PLAYING A QUANTUM TUNE

By , Staff correspondent of The Christian Science Monitor

To understand the word QUANTUM, think of a trombone. Blow into the mouthpiece, and move the slide out while you're blowing. The pitch goes smoothly down - not in steps, but continuously. You slide not only through all the notes on the scale but through all possible pitches in between. But hold the slide in one place and blow into the mouthpiece. You get one note. Pinch the lips tighter, and the note suddenly jumps a few steps upward. You can't play the notes in between: The laws of physics (in this case, the mathematics of a vibrating column of air) prevent it.
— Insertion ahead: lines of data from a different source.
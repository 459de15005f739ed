use std::collections::HashMap;
use std::sync::Arc;

use tokio::sync::Mutex;
use tracing::{debug, error};

use kopi_core::domain::conversation::{ConversationTurn, SessionContext};
use kopi_core::{calculator, Intent};

use crate::llm::{LlmClient, LlmError};
use crate::tools::{OutletTool, ProductTool};

pub const CALCULATOR_BANNER: &str = "Initializing Calculator Tool...";

const PRODUCT_SERVICE_APOLOGY: &str =
    "Sorry, the service is currently down. Please try again later.";
const OUTLET_SERVICE_APOLOGY: &str =
    "Sorry, I encountered an error while searching for outlets. Please try again later.";
const GENERAL_APOLOGY: &str =
    "Sorry, I ran into a problem while answering that. Please try again.";

/// Routes utterances to handlers and keeps per-session history.
///
/// Sessions are keyed by a caller-supplied identifier; a session's history
/// is an append-only (user, assistant) turn sequence that only `clear_history`
/// empties. Collaborator failures never escape `handle`: they are logged and
/// degraded to fixed apology strings at this boundary.
pub struct DispatchRouter {
    products: ProductTool,
    outlets: OutletTool,
    llm: Arc<dyn LlmClient>,
    sessions: Mutex<HashMap<String, SessionContext>>,
}

impl DispatchRouter {
    pub fn new(products: ProductTool, outlets: OutletTool, llm: Arc<dyn LlmClient>) -> Self {
        Self { products, outlets, llm, sessions: Mutex::new(HashMap::new()) }
    }

    /// Classify, dispatch, and record one exchange under `session_id`.
    pub async fn handle(&self, session_id: &str, utterance: &str) -> String {
        let reply = self.respond(utterance).await;

        let mut sessions = self.sessions.lock().await;
        sessions
            .entry(session_id.to_string())
            .or_insert_with(|| SessionContext::new(session_id))
            .record_exchange(utterance, &reply);

        reply
    }

    /// Reset one session's history to empty, unconditionally. Unknown
    /// session ids are a no-op.
    pub async fn clear_history(&self, session_id: &str) {
        if let Some(session) = self.sessions.lock().await.get_mut(session_id) {
            session.clear();
        }
    }

    pub async fn history(&self, session_id: &str) -> Vec<ConversationTurn> {
        self.sessions
            .lock()
            .await
            .get(session_id)
            .map(|session| session.turns().to_vec())
            .unwrap_or_default()
    }

    async fn respond(&self, utterance: &str) -> String {
        let intent = Intent::classify(utterance);
        debug!(event_name = "chat.dispatch", intent = ?intent, "dispatching utterance");

        match intent {
            Intent::Arithmetic => {
                let evaluation = calculator::process(utterance);
                format!("{CALCULATOR_BANNER}\n\n{}", evaluation.message)
            }
            Intent::ProductQuery => match self.products.answer(utterance).await {
                Ok(summary) => summary,
                Err(failure) => {
                    error!(
                        event_name = "chat.product_tool.failed",
                        error = %failure,
                        "product tool failed"
                    );
                    PRODUCT_SERVICE_APOLOGY.to_string()
                }
            },
            Intent::OutletQuery => match self.outlets.lookup(utterance).await {
                Ok(outcome) => OutletTool::format_reply(&outcome),
                Err(failure) => {
                    error!(
                        event_name = "chat.outlet_tool.failed",
                        error = %failure,
                        "outlet lookup failed"
                    );
                    OUTLET_SERVICE_APOLOGY.to_string()
                }
            },
            Intent::GeneralConversation => match self.plan_and_act(utterance).await {
                Ok(reply) => reply,
                Err(failure) => {
                    error!(
                        event_name = "chat.plan_act.failed",
                        error = %failure,
                        "plan/act exchange failed"
                    );
                    GENERAL_APOLOGY.to_string()
                }
            },
        }
    }

    /// The two-step fallback: a planning completion whose output is consumed
    /// only as context by the acting completion. The plan text is never
    /// shown to the user.
    async fn plan_and_act(&self, utterance: &str) -> Result<String, LlmError> {
        let plan = self.llm.complete(&planning_prompt(utterance)).await?;
        self.llm.complete(&action_prompt(&plan, utterance)).await
    }
}

fn planning_prompt(utterance: &str) -> String {
    format!(
        "You are a helpful AI agent. When the user gives a message, plan the steps required to respond clearly.\n\
         User Message: \"{utterance}\"\n\
         What is your plan?\n\
         Respond in this format:\n\
         PLAN: <brief plan>\n\
         THINK: <your reasoning>\n\
         ACTION: <what to do now>"
    )
}

fn action_prompt(plan: &str, utterance: &str) -> String {
    format!(
        "You have planned the following:\n\
         {plan}\n\
         \n\
         Now execute the response for the user based on your plan.\n\
         User: {utterance}\n\
         Assistant:"
    )
}

#[cfg(test)]
mod tests {
    use std::collections::VecDeque;
    use std::sync::Arc;

    use async_trait::async_trait;
    use tokio::sync::Mutex;

    use kopi_core::domain::conversation::Role;
    use kopi_core::domain::outlet::OutletSummary;
    use kopi_db::{OutletStore, StoreError};

    use crate::index::ProductIndex;
    use crate::llm::{LlmClient, LlmError};
    use crate::tools::{OutletTool, ProductTool};

    use super::DispatchRouter;

    struct ScriptedLlm {
        replies: Mutex<VecDeque<String>>,
        prompts: Mutex<Vec<String>>,
    }

    impl ScriptedLlm {
        fn new(replies: &[&str]) -> Arc<Self> {
            Arc::new(Self {
                replies: Mutex::new(replies.iter().map(|reply| reply.to_string()).collect()),
                prompts: Mutex::new(Vec::new()),
            })
        }

        async fn prompts(&self) -> Vec<String> {
            self.prompts.lock().await.clone()
        }
    }

    #[async_trait]
    impl LlmClient for ScriptedLlm {
        async fn complete(&self, prompt: &str) -> Result<String, LlmError> {
            self.prompts.lock().await.push(prompt.to_string());
            self.replies
                .lock()
                .await
                .pop_front()
                .ok_or_else(|| LlmError::Malformed("script exhausted".to_string()))
        }
    }

    struct FailingLlm;

    #[async_trait]
    impl LlmClient for FailingLlm {
        async fn complete(&self, _prompt: &str) -> Result<String, LlmError> {
            Err(LlmError::Transport("connection refused".to_string()))
        }
    }

    struct MemoryOutletStore {
        rows: Vec<OutletSummary>,
    }

    #[async_trait]
    impl OutletStore for MemoryOutletStore {
        async fn execute(&self, _sql: &str) -> Result<Vec<OutletSummary>, StoreError> {
            Ok(self.rows.clone())
        }
    }

    struct FailingOutletStore;

    #[async_trait]
    impl OutletStore for FailingOutletStore {
        async fn execute(&self, _sql: &str) -> Result<Vec<OutletSummary>, StoreError> {
            Err(StoreError::Decode("no such table: outlets".to_string()))
        }
    }

    fn outlet_fixture() -> OutletSummary {
        OutletSummary {
            name: "Kopi Corner - Jaya One".to_string(),
            address: "Block K, Jaya One".to_string(),
            hours: "08:00-21:00".to_string(),
            services: "coffee,wifi".to_string(),
        }
    }

    fn router_with(llm: Arc<dyn LlmClient>, store: Arc<dyn OutletStore>) -> DispatchRouter {
        let index = ProductIndex::build(
            ["Frozee Cold Cup 650ml", "All-Day Tumbler 500ml"].map(String::from),
        );
        DispatchRouter::new(
            ProductTool::new(index, llm.clone()),
            OutletTool::new(store),
            llm,
        )
    }

    #[tokio::test]
    async fn arithmetic_routes_to_the_calculator_without_llm_calls() {
        let llm = ScriptedLlm::new(&[]);
        let store = Arc::new(MemoryOutletStore { rows: vec![outlet_fixture()] });
        let router = router_with(llm.clone(), store);

        let reply = router.handle("s-1", "2 + 2").await;
        assert_eq!(reply, "Initializing Calculator Tool...\n\nResult: 2.0 + 2.0 = 4.0");
        assert!(llm.prompts().await.is_empty());
    }

    #[tokio::test]
    async fn division_by_zero_surfaces_the_explicit_error() {
        let llm = ScriptedLlm::new(&[]);
        let store = Arc::new(MemoryOutletStore { rows: Vec::new() });
        let router = router_with(llm, store);

        let reply = router.handle("s-1", "10 / 0").await;
        assert!(reply.ends_with("Error: Division by zero is not allowed."));
    }

    #[tokio::test]
    async fn product_queries_return_the_completion_verbatim() {
        let llm = ScriptedLlm::new(&["The biggest cup is the Frozee Cold Cup 650ml."]);
        let store = Arc::new(MemoryOutletStore { rows: Vec::new() });
        let router = router_with(llm.clone(), store);

        let reply = router.handle("s-1", "which product is the biggest cup?").await;
        assert_eq!(reply, "The biggest cup is the Frozee Cold Cup 650ml.");

        let prompts = llm.prompts().await;
        assert_eq!(prompts.len(), 1);
        assert!(prompts[0].starts_with("Based on the following product information"));
        assert!(prompts[0].contains("which product is the biggest cup?"));
    }

    #[tokio::test]
    async fn outlet_queries_format_store_rows() {
        let llm = ScriptedLlm::new(&[]);
        let store = Arc::new(MemoryOutletStore { rows: vec![outlet_fixture()] });
        let router = router_with(llm, store);

        let reply = router.handle("s-1", "outlets in pj with wifi").await;
        assert!(reply.starts_with("I found the following outlets:"));
        assert!(reply.contains("**Kopi Corner - Jaya One**"));
    }

    #[tokio::test]
    async fn empty_outlet_results_say_so() {
        let llm = ScriptedLlm::new(&[]);
        let store = Arc::new(MemoryOutletStore { rows: Vec::new() });
        let router = router_with(llm, store);

        let reply = router.handle("s-1", "outlets on the moon").await;
        assert_eq!(reply, "I couldn't find any outlets matching your query.");
    }

    #[tokio::test]
    async fn plan_then_act_consumes_the_plan_silently() {
        let llm = ScriptedLlm::new(&[
            "PLAN: greet\nTHINK: simple\nACTION: reply warmly",
            "Hello! How can I help you today?",
        ]);
        let store = Arc::new(MemoryOutletStore { rows: Vec::new() });
        let router = router_with(llm.clone(), store);

        let reply = router.handle("s-1", "hello there").await;
        assert_eq!(reply, "Hello! How can I help you today?");

        let prompts = llm.prompts().await;
        assert_eq!(prompts.len(), 2);
        assert!(prompts[0].contains("What is your plan?"));
        assert!(prompts[0].contains("hello there"));
        // The act prompt carries the plan text as context.
        assert!(prompts[1].contains("PLAN: greet"));
        assert!(prompts[1].contains("User: hello there"));
        // The plan text itself is never the user-visible reply.
        assert!(!reply.contains("PLAN:"));
    }

    #[tokio::test]
    async fn collaborator_failures_become_apologies() {
        let store: Arc<dyn OutletStore> = Arc::new(FailingOutletStore);
        let router = router_with(Arc::new(FailingLlm), store);

        let product_reply = router.handle("s-1", "tell me about this product").await;
        assert_eq!(product_reply, "Sorry, the service is currently down. Please try again later.");

        let outlet_reply = router.handle("s-1", "outlets near me... any store?").await;
        assert_eq!(
            outlet_reply,
            "Sorry, I encountered an error while searching for outlets. Please try again later."
        );

        let general_reply = router.handle("s-1", "how are you?").await;
        assert_eq!(
            general_reply,
            "Sorry, I ran into a problem while answering that. Please try again."
        );
    }

    #[tokio::test]
    async fn sessions_are_isolated_and_clearable() {
        let llm = ScriptedLlm::new(&[]);
        let store = Arc::new(MemoryOutletStore { rows: Vec::new() });
        let router = router_with(llm, store);

        router.handle("alice", "2 + 2").await;
        router.handle("bob", "3 * 3").await;

        let alice = router.history("alice").await;
        assert_eq!(alice.len(), 2);
        assert_eq!(alice[0].role, Role::User);
        assert_eq!(alice[0].content, "2 + 2");
        assert!(alice[1].content.contains("4.0"));

        let bob = router.history("bob").await;
        assert_eq!(bob.len(), 2);
        assert_eq!(bob[0].content, "3 * 3");

        router.clear_history("alice").await;
        assert!(router.history("alice").await.is_empty());
        assert_eq!(router.history("bob").await.len(), 2);

        // Clearing an unknown session is a no-op, not an error.
        router.clear_history("nobody").await;
    }
}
You're either on one pitch or the other. The world of classical physics resembles the first case. Nearly everything we see appears to have smooth gradations: Colors shade into one another, temperature falls evenly overnight, and even people come in every possible size between short and tall. That's not the case at what physicists call ``the quantum level.'' Down here, at the subatomic scale, distances are measured in units of less than the diameter of an atom (10-8, or 1 1-hundred-millionth centimeters). And here the transitions between the various states of energy in the atom don't occur smoothly. They change only in jumps, as though the energy came in tiny unbreakable packets.

Hence the word QUANTUM, meaning a QUANTITY or a DISCRETE AMOUNT. And hence our metaphor a QUANTUM LEAP - meaning a sudden jump from one level to another (of knowledge, say, or social consciousness) without the usual process of climbing through the stages in between.